# Description of the task
Take every line from the entries below that includes the word "iter" and copy it.

━━━ Given data

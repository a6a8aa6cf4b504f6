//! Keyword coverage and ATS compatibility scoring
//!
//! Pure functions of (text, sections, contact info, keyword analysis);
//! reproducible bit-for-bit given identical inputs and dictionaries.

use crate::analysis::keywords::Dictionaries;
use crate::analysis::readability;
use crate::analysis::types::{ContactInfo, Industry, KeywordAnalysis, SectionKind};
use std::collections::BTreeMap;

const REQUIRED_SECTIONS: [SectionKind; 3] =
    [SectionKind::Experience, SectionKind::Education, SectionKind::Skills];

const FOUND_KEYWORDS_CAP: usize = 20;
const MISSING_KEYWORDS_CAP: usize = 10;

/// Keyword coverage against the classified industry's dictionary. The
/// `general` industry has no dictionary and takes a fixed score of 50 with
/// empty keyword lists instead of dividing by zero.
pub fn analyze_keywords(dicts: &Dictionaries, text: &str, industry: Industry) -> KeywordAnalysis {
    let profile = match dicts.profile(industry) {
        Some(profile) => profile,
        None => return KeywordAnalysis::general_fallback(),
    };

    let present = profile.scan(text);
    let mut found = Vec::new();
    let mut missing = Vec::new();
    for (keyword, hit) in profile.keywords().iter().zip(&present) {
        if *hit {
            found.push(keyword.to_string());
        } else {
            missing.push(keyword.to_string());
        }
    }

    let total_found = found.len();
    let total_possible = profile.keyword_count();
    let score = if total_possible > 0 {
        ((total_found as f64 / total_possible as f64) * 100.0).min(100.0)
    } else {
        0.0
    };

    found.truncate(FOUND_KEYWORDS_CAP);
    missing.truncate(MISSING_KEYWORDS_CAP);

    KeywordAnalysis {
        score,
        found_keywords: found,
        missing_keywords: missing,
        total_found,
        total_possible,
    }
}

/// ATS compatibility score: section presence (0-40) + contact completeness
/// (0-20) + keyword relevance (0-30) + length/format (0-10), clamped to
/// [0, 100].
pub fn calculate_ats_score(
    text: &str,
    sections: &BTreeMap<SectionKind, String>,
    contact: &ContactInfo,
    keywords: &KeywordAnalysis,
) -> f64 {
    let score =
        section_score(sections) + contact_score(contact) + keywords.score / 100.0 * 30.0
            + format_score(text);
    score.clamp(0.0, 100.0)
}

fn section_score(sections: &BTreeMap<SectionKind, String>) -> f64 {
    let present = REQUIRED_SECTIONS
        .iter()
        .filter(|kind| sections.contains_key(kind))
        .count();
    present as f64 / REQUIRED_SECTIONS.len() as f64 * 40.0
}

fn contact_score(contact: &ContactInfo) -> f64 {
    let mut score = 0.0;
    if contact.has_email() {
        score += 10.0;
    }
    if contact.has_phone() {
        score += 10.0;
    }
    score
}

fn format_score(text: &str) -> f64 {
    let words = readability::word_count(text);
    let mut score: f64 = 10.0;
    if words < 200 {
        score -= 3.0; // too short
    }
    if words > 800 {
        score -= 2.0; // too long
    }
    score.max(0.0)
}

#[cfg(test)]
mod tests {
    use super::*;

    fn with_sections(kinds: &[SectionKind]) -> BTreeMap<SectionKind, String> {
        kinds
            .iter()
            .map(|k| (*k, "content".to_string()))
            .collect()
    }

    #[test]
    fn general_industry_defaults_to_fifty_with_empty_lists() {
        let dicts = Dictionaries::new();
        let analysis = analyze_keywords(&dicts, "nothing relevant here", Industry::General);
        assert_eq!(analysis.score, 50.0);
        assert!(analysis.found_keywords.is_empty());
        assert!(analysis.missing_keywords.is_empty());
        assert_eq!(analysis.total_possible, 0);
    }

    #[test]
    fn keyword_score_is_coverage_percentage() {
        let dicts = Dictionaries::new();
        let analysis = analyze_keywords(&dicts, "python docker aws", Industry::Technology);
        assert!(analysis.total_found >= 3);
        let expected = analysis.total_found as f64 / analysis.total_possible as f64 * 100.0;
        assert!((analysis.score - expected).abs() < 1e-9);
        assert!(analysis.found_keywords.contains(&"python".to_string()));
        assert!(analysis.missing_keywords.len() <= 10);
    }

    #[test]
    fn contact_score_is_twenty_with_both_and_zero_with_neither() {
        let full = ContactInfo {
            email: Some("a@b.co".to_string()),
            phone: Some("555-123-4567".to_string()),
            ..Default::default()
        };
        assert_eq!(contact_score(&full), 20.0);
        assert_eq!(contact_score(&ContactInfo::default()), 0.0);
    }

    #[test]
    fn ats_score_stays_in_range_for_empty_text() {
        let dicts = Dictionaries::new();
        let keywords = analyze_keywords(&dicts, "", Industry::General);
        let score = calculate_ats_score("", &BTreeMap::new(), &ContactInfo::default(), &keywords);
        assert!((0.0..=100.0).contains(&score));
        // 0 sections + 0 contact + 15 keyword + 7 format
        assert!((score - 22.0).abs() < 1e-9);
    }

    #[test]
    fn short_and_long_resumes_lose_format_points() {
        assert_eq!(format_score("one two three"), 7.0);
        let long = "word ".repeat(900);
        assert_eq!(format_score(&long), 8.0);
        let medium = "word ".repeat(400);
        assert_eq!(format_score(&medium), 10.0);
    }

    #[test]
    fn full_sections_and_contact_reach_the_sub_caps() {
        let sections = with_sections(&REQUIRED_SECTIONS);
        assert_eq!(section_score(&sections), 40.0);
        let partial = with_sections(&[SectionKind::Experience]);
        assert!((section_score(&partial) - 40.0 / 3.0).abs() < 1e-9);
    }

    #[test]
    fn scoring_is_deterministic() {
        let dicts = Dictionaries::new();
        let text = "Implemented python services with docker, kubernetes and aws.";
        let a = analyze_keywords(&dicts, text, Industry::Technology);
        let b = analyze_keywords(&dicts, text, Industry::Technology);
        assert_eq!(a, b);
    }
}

━━━━━━
━━━ Given data

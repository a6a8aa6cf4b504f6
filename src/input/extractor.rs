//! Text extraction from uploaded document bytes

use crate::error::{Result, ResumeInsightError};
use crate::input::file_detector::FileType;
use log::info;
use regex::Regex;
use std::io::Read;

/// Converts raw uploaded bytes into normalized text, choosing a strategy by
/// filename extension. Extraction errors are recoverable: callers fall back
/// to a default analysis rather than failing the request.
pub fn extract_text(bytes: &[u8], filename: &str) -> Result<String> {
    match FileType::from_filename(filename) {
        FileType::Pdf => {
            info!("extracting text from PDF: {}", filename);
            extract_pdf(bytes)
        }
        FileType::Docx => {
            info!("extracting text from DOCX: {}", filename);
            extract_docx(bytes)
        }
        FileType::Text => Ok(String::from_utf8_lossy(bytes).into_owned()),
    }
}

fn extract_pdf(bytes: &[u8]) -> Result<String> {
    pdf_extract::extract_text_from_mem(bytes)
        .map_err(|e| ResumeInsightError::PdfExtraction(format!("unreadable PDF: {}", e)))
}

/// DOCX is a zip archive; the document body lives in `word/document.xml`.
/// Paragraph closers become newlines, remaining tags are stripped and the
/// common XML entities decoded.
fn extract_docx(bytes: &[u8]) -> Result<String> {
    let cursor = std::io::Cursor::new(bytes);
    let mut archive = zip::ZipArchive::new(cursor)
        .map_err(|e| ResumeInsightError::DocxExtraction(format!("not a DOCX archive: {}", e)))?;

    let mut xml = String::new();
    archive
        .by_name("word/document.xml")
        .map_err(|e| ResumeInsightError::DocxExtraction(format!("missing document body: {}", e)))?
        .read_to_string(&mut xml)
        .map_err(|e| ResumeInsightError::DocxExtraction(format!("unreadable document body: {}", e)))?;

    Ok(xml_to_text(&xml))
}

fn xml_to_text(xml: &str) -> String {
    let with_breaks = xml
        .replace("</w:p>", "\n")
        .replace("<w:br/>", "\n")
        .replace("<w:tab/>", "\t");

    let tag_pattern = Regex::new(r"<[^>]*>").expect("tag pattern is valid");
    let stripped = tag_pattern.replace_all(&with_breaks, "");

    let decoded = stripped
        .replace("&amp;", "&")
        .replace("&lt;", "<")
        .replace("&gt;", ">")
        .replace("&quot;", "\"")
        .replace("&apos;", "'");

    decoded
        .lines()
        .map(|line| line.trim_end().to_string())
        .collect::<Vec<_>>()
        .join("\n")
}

━━━━━━

# Output of the task
    for (keyword, hit) in profile.keywords().iter().zip(&present) {
        .iter()
            .iter()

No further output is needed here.